Позже на допросе она заявила – прислушавшись к старшим товарищам – что на демонстрации оказалась случайно, и в результате была освобождена. Составляя сборник «Полдень», Горбаневская старательно не упоминала о ее участии. И только в последний момент, по инициативе самой Баевой, в сборник был включен ее рассказ об участии в демонстрации. В дальнейшем Татьяна Баева была отчислена из Историко-архивного института, остальные участники были приговорены к лишению свободы – Виктор Файнберг и Наталья Горбаневская были признаны невменяемыми и подвергнуты принудительному лечению в психиатрических клиниках. Остальные участники демонстрации были отправлены в лагеря.Как, спустя годы, комментирует решения советского суда и весь советский строй Виктор Файнберг?
— Было бы большой ошибкой считать, что советский режим во всех его проявлениях был связан только с одним жанром — с трагедией. Он действительно был трагичен. Но это был режим настолько нелепый, что в этом было что-то трагикомичное. И это давало какой-то ресурс для тех, кто был его объектом.

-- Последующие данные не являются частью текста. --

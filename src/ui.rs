//! Terminal progress for one-shot tools.

use indicatif::{ProgressBar, ProgressDrawTarget, ProgressStyle};
use std::time::{Duration, Instant};

use crate::pipeline::Stage;

#[derive(Clone, Copy, Debug, PartialEq, Eq)]
pub enum UiMode {
    Auto,
    Plain,
    Pretty,
}

impl std::str::FromStr for UiMode {
    type Err = anyhow::Error;

    fn from_str(s: &str) -> anyhow::Result<Self> {
        match s {
            "auto" => Ok(Self::Auto),
            "plain" => Ok(Self::Plain),
            "pretty" => Ok(Self::Pretty),
            other => Err(anyhow::anyhow!(
                "unknown ui mode '{}': expected auto, plain or pretty",
                other
            )),
        }
    }
}

#[derive(Clone, Debug)]
pub struct Ui {
    mode: UiMode,
    is_tty: bool,
}

impl Ui {
    pub fn new(mode: UiMode, is_tty: bool) -> Self {
        Self { mode, is_tty }
    }

    fn pretty(&self) -> bool {
        match self.mode {
            UiMode::Pretty => true,
            UiMode::Auto => self.is_tty,
            UiMode::Plain => false,
        }
    }

    pub fn stage(&self, name: &str) -> StageGuard {
        if self.pretty() {
            let spinner = ProgressBar::new_spinner();
            spinner.set_draw_target(ProgressDrawTarget::stderr());
            spinner.enable_steady_tick(Duration::from_millis(120));
            let style = ProgressStyle::with_template("{spinner} {msg}")
                .unwrap_or_else(|_| ProgressStyle::default_spinner());
            spinner.set_style(style);
            spinner.set_message(format!("{name}…"));
            StageGuard::new(name.to_string(), Some(spinner))
        } else {
            eprintln!("==> {}", name);
            StageGuard::new(name.to_string(), None)
        }
    }

    /// Follows pipeline stages: each new stage closes the previous spinner.
    pub fn progress(&self) -> StageProgress<'_> {
        StageProgress {
            ui: self,
            current: None,
        }
    }
}

pub struct StageProgress<'a> {
    ui: &'a Ui,
    current: Option<StageGuard>,
}

impl StageProgress<'_> {
    pub fn enter(&mut self, stage: Stage) {
        self.current = None;
        self.current = Some(self.ui.stage(stage.label()));
    }

    pub fn finish(&mut self) {
        self.current = None;
    }
}

pub struct StageGuard {
    name: String,
    start: Instant,
    spinner: Option<ProgressBar>,
}

impl StageGuard {
    fn new(name: String, spinner: Option<ProgressBar>) -> Self {
        Self {
            name,
            start: Instant::now(),
            spinner,
        }
    }
}

impl Drop for StageGuard {
    fn drop(&mut self) {
        let message = format!("✔ {} ({})", self.name, format_duration(self.start.elapsed()));
        if let Some(spinner) = &self.spinner {
            spinner.finish_with_message(message);
        } else {
            eprintln!("{message}");
        }
    }
}

fn format_duration(duration: Duration) -> String {
    if duration.as_secs() >= 1 {
        format!("{:.2}s", duration.as_secs_f64())
    } else {
        format!("{}ms", duration.as_millis())
    }
}

#[cfg(test)]
mod tests {
    use super::*;

    #[test]
    fn ui_mode_parses() {
        assert_eq!("plain".parse::<UiMode>().unwrap(), UiMode::Plain);
        assert!("fancy".parse::<UiMode>().is_err());
    }

    #[test]
    fn auto_mode_follows_tty() {
        assert!(Ui::new(UiMode::Auto, true).pretty());
        assert!(!Ui::new(UiMode::Auto, false).pretty());
        assert!(!Ui::new(UiMode::Plain, true).pretty());
    }

    #[test]
    fn duration_formatting() {
        assert_eq!(format_duration(Duration::from_millis(250)), "250ms");
        assert_eq!(format_duration(Duration::from_millis(1500)), "1.50s");
    }
}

Знаменитый лозунг «За вашу и нашу свободу» (в оригинале это был двусторонний военный штандарт, с надписями на русском и польском: «Во имя Бога за нашу и вашу вольность» – «W imię Boga za naszą i waszą Wolność»), с которым чаще всего связывают демонстрацию 25 августа, первоначально использовался польскими повстанцами во время восстания 1830–1831 годов, а потом и позже — в 1863 года. Плакат с этим лозунгом (правда, наоборот: «За вашу и нашу свободу») держали Павел Литвинов и Вадим Делоне, взяв у Натальи Горбаневской непосредственно перед демонстрацией. Как позже догадался Литвинов, перестановка местоимений в лозунге была неслучайной, спустя годы он писал о том, что понял, насколько глубоко прочувствовала Наталья Горбаневская сложившуюся ситуацию. Ведь это советские войска вторглись Чехословакию, и лишь освободив оккупированную страну можно стать свободными самим. Именно поэтому свобода меньшего народа, раздавленного как асфальтовым катком всем весом огромного соседа, должна быть первой.